Goal of the exercise:
Where a line below includes the word "Serialize", copy that line.

Data records:

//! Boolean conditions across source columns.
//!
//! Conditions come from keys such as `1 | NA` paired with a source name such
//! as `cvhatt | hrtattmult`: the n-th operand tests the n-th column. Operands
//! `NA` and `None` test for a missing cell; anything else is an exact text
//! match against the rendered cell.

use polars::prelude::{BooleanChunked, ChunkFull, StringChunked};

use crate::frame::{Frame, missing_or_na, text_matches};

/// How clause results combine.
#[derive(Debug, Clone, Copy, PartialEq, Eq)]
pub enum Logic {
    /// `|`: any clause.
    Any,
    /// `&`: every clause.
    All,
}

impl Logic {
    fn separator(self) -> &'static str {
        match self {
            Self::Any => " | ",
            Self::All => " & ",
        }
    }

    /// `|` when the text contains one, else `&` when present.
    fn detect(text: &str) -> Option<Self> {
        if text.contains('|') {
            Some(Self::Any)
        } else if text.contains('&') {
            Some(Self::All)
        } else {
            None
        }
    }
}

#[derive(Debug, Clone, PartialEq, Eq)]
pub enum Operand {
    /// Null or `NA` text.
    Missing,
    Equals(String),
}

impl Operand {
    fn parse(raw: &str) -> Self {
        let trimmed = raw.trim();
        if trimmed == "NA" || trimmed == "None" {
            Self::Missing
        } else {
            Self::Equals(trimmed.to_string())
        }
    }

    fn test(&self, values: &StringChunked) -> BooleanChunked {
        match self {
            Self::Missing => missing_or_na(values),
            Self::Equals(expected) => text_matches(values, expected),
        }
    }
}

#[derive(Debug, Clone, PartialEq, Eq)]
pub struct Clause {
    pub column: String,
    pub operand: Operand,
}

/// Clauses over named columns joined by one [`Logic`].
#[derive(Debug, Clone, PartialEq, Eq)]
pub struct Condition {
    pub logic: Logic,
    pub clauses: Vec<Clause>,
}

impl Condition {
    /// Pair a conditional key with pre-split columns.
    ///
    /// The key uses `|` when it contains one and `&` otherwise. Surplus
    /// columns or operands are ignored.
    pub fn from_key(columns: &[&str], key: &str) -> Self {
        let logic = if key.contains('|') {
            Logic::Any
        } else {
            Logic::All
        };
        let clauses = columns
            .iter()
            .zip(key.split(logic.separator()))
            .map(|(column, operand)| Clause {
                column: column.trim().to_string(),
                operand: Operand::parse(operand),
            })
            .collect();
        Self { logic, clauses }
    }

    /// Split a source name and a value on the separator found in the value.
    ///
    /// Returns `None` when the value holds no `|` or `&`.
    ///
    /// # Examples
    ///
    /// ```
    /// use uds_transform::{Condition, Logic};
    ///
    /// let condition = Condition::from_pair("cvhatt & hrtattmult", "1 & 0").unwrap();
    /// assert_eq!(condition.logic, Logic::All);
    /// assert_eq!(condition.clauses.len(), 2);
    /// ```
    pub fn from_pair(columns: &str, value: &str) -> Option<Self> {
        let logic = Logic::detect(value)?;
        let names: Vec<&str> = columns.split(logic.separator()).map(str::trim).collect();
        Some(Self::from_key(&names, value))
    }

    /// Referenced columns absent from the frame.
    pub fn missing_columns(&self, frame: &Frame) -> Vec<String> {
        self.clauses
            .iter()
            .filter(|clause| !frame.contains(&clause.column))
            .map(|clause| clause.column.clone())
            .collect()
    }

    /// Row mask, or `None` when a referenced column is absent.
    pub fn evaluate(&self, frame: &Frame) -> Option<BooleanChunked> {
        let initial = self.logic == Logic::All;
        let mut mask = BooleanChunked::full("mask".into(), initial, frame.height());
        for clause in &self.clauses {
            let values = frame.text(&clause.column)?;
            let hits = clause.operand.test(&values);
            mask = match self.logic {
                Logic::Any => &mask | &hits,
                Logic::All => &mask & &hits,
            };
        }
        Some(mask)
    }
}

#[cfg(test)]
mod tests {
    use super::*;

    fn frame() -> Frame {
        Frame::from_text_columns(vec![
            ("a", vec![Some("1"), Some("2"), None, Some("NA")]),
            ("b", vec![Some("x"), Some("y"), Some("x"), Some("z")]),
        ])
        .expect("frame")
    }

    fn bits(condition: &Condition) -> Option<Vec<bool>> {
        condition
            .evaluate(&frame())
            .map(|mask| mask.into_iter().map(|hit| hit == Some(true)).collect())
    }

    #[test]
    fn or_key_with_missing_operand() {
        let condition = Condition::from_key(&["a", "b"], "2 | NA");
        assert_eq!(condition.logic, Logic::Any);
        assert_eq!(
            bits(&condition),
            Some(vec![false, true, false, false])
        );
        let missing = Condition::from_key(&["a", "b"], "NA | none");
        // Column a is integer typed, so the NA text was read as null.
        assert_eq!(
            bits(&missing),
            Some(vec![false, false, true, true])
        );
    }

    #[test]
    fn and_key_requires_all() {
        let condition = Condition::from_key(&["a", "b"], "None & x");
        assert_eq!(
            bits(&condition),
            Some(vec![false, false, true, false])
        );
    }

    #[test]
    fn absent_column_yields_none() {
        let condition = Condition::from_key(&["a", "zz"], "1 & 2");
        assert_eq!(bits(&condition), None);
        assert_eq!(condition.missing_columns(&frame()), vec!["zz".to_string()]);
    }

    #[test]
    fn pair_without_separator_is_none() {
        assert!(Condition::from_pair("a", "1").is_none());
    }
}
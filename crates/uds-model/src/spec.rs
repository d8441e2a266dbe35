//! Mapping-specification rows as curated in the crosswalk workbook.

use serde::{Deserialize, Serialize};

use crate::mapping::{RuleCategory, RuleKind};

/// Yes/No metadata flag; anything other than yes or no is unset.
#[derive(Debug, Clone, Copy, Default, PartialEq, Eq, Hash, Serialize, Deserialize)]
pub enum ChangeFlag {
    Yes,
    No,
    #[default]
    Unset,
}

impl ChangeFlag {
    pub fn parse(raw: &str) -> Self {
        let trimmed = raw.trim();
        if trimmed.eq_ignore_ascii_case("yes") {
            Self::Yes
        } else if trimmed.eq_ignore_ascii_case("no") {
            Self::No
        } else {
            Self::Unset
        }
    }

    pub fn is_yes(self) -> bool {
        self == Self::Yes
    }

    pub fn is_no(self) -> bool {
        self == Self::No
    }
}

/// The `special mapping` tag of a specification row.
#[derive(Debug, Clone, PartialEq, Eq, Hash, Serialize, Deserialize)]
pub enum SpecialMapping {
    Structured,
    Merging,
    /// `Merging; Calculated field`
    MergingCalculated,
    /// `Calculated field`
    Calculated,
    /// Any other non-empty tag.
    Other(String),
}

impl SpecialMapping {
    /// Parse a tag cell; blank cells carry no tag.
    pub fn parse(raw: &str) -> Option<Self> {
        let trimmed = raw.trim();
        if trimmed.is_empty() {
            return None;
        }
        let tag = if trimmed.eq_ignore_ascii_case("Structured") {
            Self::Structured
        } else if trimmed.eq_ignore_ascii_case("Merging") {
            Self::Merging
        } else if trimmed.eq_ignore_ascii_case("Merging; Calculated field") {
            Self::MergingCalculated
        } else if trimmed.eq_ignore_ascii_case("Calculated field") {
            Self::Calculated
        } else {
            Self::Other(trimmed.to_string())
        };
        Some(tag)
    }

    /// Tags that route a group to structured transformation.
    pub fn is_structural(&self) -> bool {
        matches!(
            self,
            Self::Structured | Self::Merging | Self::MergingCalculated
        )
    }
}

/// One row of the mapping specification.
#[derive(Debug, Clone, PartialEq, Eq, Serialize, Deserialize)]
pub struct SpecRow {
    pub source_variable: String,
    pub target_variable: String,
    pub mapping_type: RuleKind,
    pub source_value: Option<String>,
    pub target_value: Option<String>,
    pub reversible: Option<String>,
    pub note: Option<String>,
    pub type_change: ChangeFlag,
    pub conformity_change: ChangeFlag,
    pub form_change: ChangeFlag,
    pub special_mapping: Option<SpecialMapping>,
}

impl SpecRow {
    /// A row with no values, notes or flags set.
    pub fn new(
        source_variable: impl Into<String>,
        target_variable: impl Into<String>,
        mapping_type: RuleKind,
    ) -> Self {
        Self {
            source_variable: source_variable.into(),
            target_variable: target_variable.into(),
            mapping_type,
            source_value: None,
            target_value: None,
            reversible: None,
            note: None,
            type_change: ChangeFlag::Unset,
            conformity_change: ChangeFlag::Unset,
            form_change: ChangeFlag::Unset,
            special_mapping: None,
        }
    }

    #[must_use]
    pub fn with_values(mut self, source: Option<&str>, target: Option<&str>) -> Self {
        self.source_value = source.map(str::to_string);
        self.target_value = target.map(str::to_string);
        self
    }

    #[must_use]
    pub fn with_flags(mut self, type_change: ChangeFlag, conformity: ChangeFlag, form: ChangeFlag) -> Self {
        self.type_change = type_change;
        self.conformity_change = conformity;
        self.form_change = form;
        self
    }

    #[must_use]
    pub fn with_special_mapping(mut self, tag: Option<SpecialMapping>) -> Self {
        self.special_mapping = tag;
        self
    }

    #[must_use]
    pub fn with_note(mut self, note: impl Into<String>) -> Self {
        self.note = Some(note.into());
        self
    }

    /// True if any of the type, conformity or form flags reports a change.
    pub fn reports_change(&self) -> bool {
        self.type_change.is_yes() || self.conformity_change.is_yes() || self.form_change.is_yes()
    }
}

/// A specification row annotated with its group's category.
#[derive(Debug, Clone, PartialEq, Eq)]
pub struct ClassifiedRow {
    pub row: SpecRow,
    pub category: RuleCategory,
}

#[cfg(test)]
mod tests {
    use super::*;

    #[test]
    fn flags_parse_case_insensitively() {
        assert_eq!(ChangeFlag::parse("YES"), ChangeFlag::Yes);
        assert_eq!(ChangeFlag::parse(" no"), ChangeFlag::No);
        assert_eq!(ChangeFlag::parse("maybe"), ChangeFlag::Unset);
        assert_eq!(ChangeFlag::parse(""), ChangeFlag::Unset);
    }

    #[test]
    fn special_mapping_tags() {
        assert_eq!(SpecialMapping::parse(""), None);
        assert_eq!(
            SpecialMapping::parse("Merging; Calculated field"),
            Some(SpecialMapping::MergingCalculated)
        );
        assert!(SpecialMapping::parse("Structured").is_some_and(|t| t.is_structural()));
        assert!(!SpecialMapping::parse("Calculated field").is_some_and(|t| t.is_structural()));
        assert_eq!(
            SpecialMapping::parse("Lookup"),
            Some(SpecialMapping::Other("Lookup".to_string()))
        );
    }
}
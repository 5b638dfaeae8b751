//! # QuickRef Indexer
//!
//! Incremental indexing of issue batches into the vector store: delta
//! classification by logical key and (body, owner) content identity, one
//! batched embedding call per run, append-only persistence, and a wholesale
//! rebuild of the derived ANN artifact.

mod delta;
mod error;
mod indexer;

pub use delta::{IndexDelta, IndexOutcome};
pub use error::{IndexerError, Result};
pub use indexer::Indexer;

Task result:
use serde::{Deserialize, Serialize};
#[derive(Debug, Clone, Copy, Default, PartialEq, Eq, Hash, Serialize, Deserialize)]
#[derive(Debug, Clone, PartialEq, Eq, Hash, Serialize, Deserialize)]
#[derive(Debug, Clone, PartialEq, Eq, Serialize, Deserialize)]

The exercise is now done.